In the 2026 general election, Uesugi defeated CRA's Oguma and gained the Fukushima 3rd seat.

== Scandal ==
=== Slush fund scandal ===
On 1 December 2023, the Asahi Shimbun reported that Seiwa Seisaku Kenkyūkai, known as Abe faction, is suspected of continuing to systematically kick back to lawmakers with the income collected by its members beyond the sales quota.

It was revealed that Uesugi used a total of 3.09 million yen as slush funds for five years from 2018 to 2022 as a kickback from the faction for quota excess.

On 4 April 2024, LDP held the Party Ethics Committee meeting and decided to issue a reprimand to Uesugi from the Secretary-General.

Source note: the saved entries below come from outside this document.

use std::path::{Path, PathBuf};

use uuid::Uuid;

use super::format::sanitize_filename;
use super::IngestError;

/// Stage uploaded bytes on disk under `staging_dir/<session>/`.
///
/// The stored name is `<file_id>_<sanitized original name>` so a crash
/// leaves self-describing files behind instead of opaque blobs.
pub fn stage_file(
    staging_dir: &Path,
    session_id: Uuid,
    file_id: Uuid,
    original_name: &str,
    bytes: &[u8],
) -> Result<PathBuf, IngestError> {
    let session_dir = staging_dir.join(session_id.to_string());
    std::fs::create_dir_all(&session_dir)?;

    let safe_name = sanitize_filename(original_name);
    let path = session_dir.join(format!("{file_id}_{safe_name}"));
    std::fs::write(&path, bytes)?;

    Ok(path)
}

/// Read a staged file back for extraction.
pub fn read_staged(path: &Path) -> Result<Vec<u8>, IngestError> {
    Ok(std::fs::read(path)?)
}

/// Remove a session's staging directory. Missing directories are fine —
/// the sweep may race a manual cleanup.
pub fn remove_session_dir(staging_dir: &Path, session_id: Uuid) {
    let session_dir = staging_dir.join(session_id.to_string());
    if let Err(e) = std::fs::remove_dir_all(&session_dir) {
        if e.kind() != std::io::ErrorKind::NotFound {
            tracing::warn!(session = %session_id, "Failed to remove staging dir: {e}");
        }
    }
}

#[cfg(test)]
mod tests {
    use super::*;

    #[test]
    fn stage_and_read_back() {
        let dir = tempfile::tempdir().unwrap();
        let session = Uuid::new_v4();
        let file_id = Uuid::new_v4();

        let path = stage_file(dir.path(), session, file_id, "bogen.pdf", b"%PDF-1.4").unwrap();
        assert!(path.starts_with(dir.path().join(session.to_string())));

        let bytes = read_staged(&path).unwrap();
        assert_eq!(bytes, b"%PDF-1.4");
    }

    #[test]
    fn staged_name_is_sanitized() {
        let dir = tempfile::tempdir().unwrap();
        let session = Uuid::new_v4();
        let file_id = Uuid::new_v4();

        let path = stage_file(dir.path(), session, file_id, "../../evil.pdf", b"x").unwrap();
        let name = path.file_name().unwrap().to_str().unwrap();
        assert!(!name.contains(".."));
        assert!(name.starts_with(&file_id.to_string()));
    }

    #[test]
    fn remove_session_dir_deletes_files() {
        let dir = tempfile::tempdir().unwrap();
        let session = Uuid::new_v4();
        stage_file(dir.path(), session, Uuid::new_v4(), "a.txt", b"a").unwrap();

        remove_session_dir(dir.path(), session);
        assert!(!dir.path().join(session.to_string()).exists());
    }

    #[test]
    fn remove_missing_session_dir_is_silent() {
        let dir = tempfile::tempdir().unwrap();
        remove_session_dir(dir.path(), Uuid::new_v4());
    }
}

On 14 May 2024, the House of Representatives Political Ethics Committee unanimously passed the opposition's petition to attend and explain 44 LDP members who were involved in the slush fund scandal but did not explain themselves to the committee. On 17 May 2024, the House of Councillors Political Ethics Committee unanimously passed a petition for attendance and explanation to 29 members who had not made excuses. All 73 Diet members, including Uesugi, refused to attend, and the ordinary Diet session was closed on 23 June 2024.